# mosquito lake/walnut run



## ezbite (May 25, 2006)

got out about 2pm today and hit walnut run in search of that 10 pound pike. casting a fire tiger thunder stick and i did manage to catch a small northern. probably 2 to 3 pounds and about 18 to 20 inches. that tells me there still in there. only fished about 30 minutes before the down pour came. going to hit it in the am looking for the gator:B


----------



## Hetfieldinn (May 17, 2004)

I used to catch a lot of Pike in Pikie bay on bright colored spinnerbaits. Ye Old Farm bay usually holds a couple, as well.


----------



## Jarhead (Apr 11, 2007)

I know Walnut had at least 1 big pike in it on April 1st, 1981. My father caught the short lived state record pike on a silver sonar jigging from the bridge. I always wondered just how much bigger they get than the 44"er he caught.


----------



## luredaddy (May 25, 2004)

I fished the night your Dad caught that Pike, I was about 300 yards away. If I remember correctly, it was the record for only a day or two. The biggest ever in my boat, was 40" 18 lbs., on a 1/8 ounce jig and minnow, I have a picture somewhere. It was caught drifting for Walleyes, by the island North of the state park.
John


----------



## Paradise Fisherman (Jun 14, 2006)

ezbite,
I was in my small boat last year. We wee throwing small Crappie spinners. We went to all bays at mosquito, even the shallow ones. Anyways, the spinnerbait was chartreus. A friend of mine caught a 28" pike out there. That was about in July.


----------



## LJACKSON36 (Jan 4, 2006)

like you EZ i myself am in search of that 10 pounder. i usually fish east branch and eldon russell park just east of ladue. where is walnut run i have heard it mentioned several time but i have no idea where it is located. i am not looking for any honey holes just directions on how to get there from the twinsburg area.


----------



## Guest (Apr 12, 2007)

the bay to the south of the beach and bordered by 305 will also have some in it this time of year.


----------



## Jarhead (Apr 11, 2007)

Luredaddy,

Yes sir, the record lasted only a few days. Was beat by a fish from Lake of Four Seasons (not totally sure on the name). Russ Farmintino is my father who caught the fish. It sure made a pretty mount, and still has the sonar attached. I was 11 at the time and that night pretty much hooked me for life.


----------



## Lewzer (Apr 5, 2004)

This one came from the NW corner south of the causeway in the cattails on a jig/twister while we were dipping for crappie. This is May 2000.
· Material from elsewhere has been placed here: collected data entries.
//! Seams to the two external services: the OCR endpoint that turns a
//! document into measurements, and the Agent endpoint that writes the
//! narrative analysis.

use async_trait::async_trait;
use reqwest::{Client, multipart};
use serde_json::Value;
use std::time::Duration;
use tracing::{info, warn};

use crate::error::UpstreamError;
use crate::measurement::Measurement;

/// MIME types the OCR service accepts.
pub const ALLOWED_MIME_TYPES: [&str; 4] =
    ["application/pdf", "image/jpeg", "image/png", "image/jpg"];

/// Multipart field the OCR service reads the document from.
pub const UPLOAD_FIELD: &str = "file";

pub const DEFAULT_REQUEST_TIMEOUT: Duration = Duration::from_secs(120);

/// A document as captured from the user, before it is sent anywhere.
#[derive(Debug, Clone)]
pub struct DocumentUpload {
    pub file_name: String,
    pub content_type: String,
    pub bytes: Vec<u8>,
}

impl DocumentUpload {
    pub fn new(
        file_name: impl Into<String>,
        content_type: impl Into<String>,
        bytes: Vec<u8>,
    ) -> Self {
        Self {
            file_name: file_name.into(),
            content_type: content_type.into(),
            bytes,
        }
    }

    pub fn has_supported_type(&self) -> bool {
        let essence = self
            .content_type
            .split(';')
            .next()
            .unwrap_or_default()
            .trim()
            .to_ascii_lowercase();
        ALLOWED_MIME_TYPES.contains(&essence.as_str())
    }
}

#[async_trait]
pub trait OcrService: Send + Sync {
    /// Upload the document and return the raw measurements in the order the
    /// service listed them.
    async fn extract(
        &self,
        endpoint: &str,
        document: &DocumentUpload,
    ) -> Result<Vec<Measurement>, UpstreamError>;
}

#[async_trait]
pub trait AgentService: Send + Sync {
    /// Ask for an interpretation. `Ok(None)` means the service answered but
    /// sent no usable `analysis` text.
    async fn analyze(&self, endpoint: &str, body: &Value) -> Result<Option<String>, UpstreamError>;
}

pub fn http_client(timeout: Duration) -> reqwest::Result<Client> {
    Client::builder().timeout(timeout).build()
}

#[derive(Clone)]
pub struct HttpOcrClient {
    client: Client,
}

impl HttpOcrClient {
    pub fn new(client: Client) -> Self {
        Self { client }
    }
}

#[async_trait]
impl OcrService for HttpOcrClient {
    async fn extract(
        &self,
        endpoint: &str,
        document: &DocumentUpload,
    ) -> Result<Vec<Measurement>, UpstreamError> {
        info!(
            "Uploading {} ({}, {} bytes) to OCR endpoint",
            document.file_name,
            document.content_type,
            document.bytes.len()
        );

        let part = multipart::Part::bytes(document.bytes.clone())
            .file_name(document.file_name.clone())
            .mime_str(&document.content_type)
            .map_err(|e| UpstreamError::Network(e.to_string()))?;
        let form = multipart::Form::new().part(UPLOAD_FIELD, part);

        let response = self.client.post(endpoint).multipart(form).send().await?;
        let payload = read_json(response).await?;

        let entries = payload
            .get("measurements")
            .and_then(Value::as_array)
            .ok_or_else(|| {
                UpstreamError::Parse("response has no `measurements` array".to_string())
            })?;

        info!("OCR endpoint returned {} measurements", entries.len());
        Ok(entries.iter().map(Measurement::from_value).collect())
    }
}

#[derive(Clone)]
pub struct HttpAgentClient {
    client: Client,
}

impl HttpAgentClient {
    pub fn new(client: Client) -> Self {
        Self { client }
    }
}

#[async_trait]
impl AgentService for HttpAgentClient {
    async fn analyze(&self, endpoint: &str, body: &Value) -> Result<Option<String>, UpstreamError> {
        let response = self
            .client
            .post(endpoint)
            .header("Content-Type", "application/json")
            .json(body)
            .send()
            .await?;
        let payload = read_json(response).await?;

        let analysis = payload
            .get("analysis")
            .and_then(Value::as_str)
            .map(str::to_string);
        if analysis.is_none() {
            warn!("Agent response carried no analysis text");
        }
        Ok(analysis)
    }
}

async fn read_json(response: reqwest::Response) -> Result<Value, UpstreamError> {
    let status = response.status();
    if !status.is_success() {
        warn!("Upstream request failed: {}", status);
        return Err(UpstreamError::Status(status.as_u16()));
    }

    let bytes = response.bytes().await?;
    serde_json::from_slice(&bytes).map_err(|e| UpstreamError::Parse(e.to_string()))
}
Notice it's not held three feet in front of me either. True size picture-39".


----------



## ezbite (May 25, 2006)

Lewzer said:


> This one came from the NW corner south of the causeway in the cattails on a jig/twister while we were dipping for crappie. This is May 2000.
> 
> 
> 
> ...



thats what im looking for


----------



## luredaddy (May 25, 2004)

Caught drifting with Jig and Minnow, a number of years ago.


----------



## Shawn Philbrick (Jan 5, 2007)

saw a few nice ones (or maybe the same one more than once) last fall/winter while duck hunting

south of the causeway, northwest bay, just below the little island or point that sticks out closest to the road....

he was back in the bay by the cattails sitting in the sun..........

I had a shotgun, not a rod


----------



## Lewzer (Apr 5, 2004)

That's a dandy Luredaddy!!! What line did you land that on? 8lb mono?

Shawn, That where we were when that pike was caught.


----------



## luredaddy (May 25, 2004)

Lewzer,
Back then we spooled our jigging rods with 6# and 8# mono, I have no idea what the poundage was. The big flatheads are more exciting when we flatline mono in about 12', trolling Hot n Tots.
John


----------



## ezbite (May 25, 2006)

luredaddy said:


> Caught drifting with Jig and Minnow, a number of years ago.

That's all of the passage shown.